16. The folded cascaded operational amplifier according to claim 15, wherein: The second input substage includes two boost transistors coupled to the ground node; and the second load substage includes a PMOS transistor coupled to the power node.

17. The folded cascaded operational amplifier according to claim 15, wherein: The gate of the driving PMOS is directly connected to the first terminal of the resistive element; The gate of the driving NMOS is directly connected to the second terminal of the resistive element, and the second terminal is different from the first terminal. in: The first terminal is directly connected to the second loading sub-stage; and The second terminal is directly connected to the first loading sub-stage.

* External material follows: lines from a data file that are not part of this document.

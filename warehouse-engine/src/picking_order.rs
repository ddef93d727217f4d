//! Ranks items by warehouse location so that items picked earliest end up
//! lowest on the pallet.

use std::collections::BTreeSet;
use warehouse_primitives::Item;

/// Collects the distinct location codes across `items`, sorts them
/// lexicographically, and assigns each item the rank (`1..N`) of its own
/// location. Lower rank = picked first at the warehouse = must end up
/// lower on the pallet; this inversion is enforced both as a hard support
/// constraint and as a height penalty in the single-pallet solver.
pub fn assign(items: &mut [Item]) {
    let locations: BTreeSet<&str> = items.iter().map(|i| i.location.as_str()).collect();
    let rank: std::collections::HashMap<&str, u32> = locations
        .into_iter()
        .enumerate()
        .map(|(idx, loc)| (loc, (idx + 1) as u32))
        .collect();

    for item in items.iter_mut() {
        if let Some(r) = rank.get(item.location.as_str()) {
            item.picking_order = *r;
        }
    }
}

#[cfg(test)]
mod tests {
    use super::*;

    fn item(id: &str, location: &str) -> Item {
        Item::new(id, "T", "n", 10, 10, 10, 1.0, false, true, 1, location).unwrap()
    }

    #[test]
    fn ranks_locations_lexicographically() {
        let mut items = vec![item("a", "B-02"), item("b", "A-01"), item("c", "B-02")];
        assign(&mut items);
        assert_eq!(items[0].picking_order, 2); // B-02
        assert_eq!(items[1].picking_order, 1); // A-01
        assert_eq!(items[2].picking_order, 2); // B-02, same rank as item a
    }
}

18. A method of operating an amplifier circuit, comprising: The first transistor of the amplifier circuit is configured to operate in the saturation region, one of the first transistors is directly connected to a drive PMOS transistor connected to a power supply node, and a first boost stage is connected between the first transistors. The second transistor of the amplifier circuit is configured to operate in the saturation region, one of the second transistors is directly connected to a driving NMOS transistor coupled to a ground node, and a second boost stage is connected between the second transistors, wherein the first transistor is connected to the second transistor via a resistive element; The amplifier circuit is powered by a power supply voltage that is proportional to the sum of the voltage drop of the driving PMOS transistor, the voltage drop of the resistive element (270), and the voltage drop of the driving NMOS, wherein the power supply voltage is at least twice the sum of the threshold voltage of the first transistor and the overdrive voltage of the first transistor. An input signal is input at the differential input circuit of the amplifier circuit, the differential input circuit including an NMOS transistor and a PMOS transistor; as well as An output signal is received from the output node of the amplifier, the output signal being the input signal multiplied by the gain of the amplifier circuit, wherein the gain of the amplifier circuit is based on the configuration of the differential input circuit, the configuration of the first boost stage, and the configuration of the second boost stage.

19. The method of claim 18, wherein: The operation also includes enabling a low-voltage application with increased output swing by reducing the power supply voltage to reduce the voltage drop across the driving NMOS. The power supply voltage is equal to the sum of the voltage drop of the driving PMOS transistor, the voltage drop of the resistive element, and the voltage drop of the driving NMOS transistor; The driving NMOS and the driving PMOS have the same current; and The first transistor is a PMOS transistor, and the second transistor is an NMOS transistor.

20. The method of claim 19, wherein: The resistive element includes at least one of a PMOS transistor, a resistor, and an NMOS transistor; The gain at the output of the amplifier circuit is proportional to the transconductance of the differential input circuit and the transconductance of the amplification circuit within the amplifier circuit.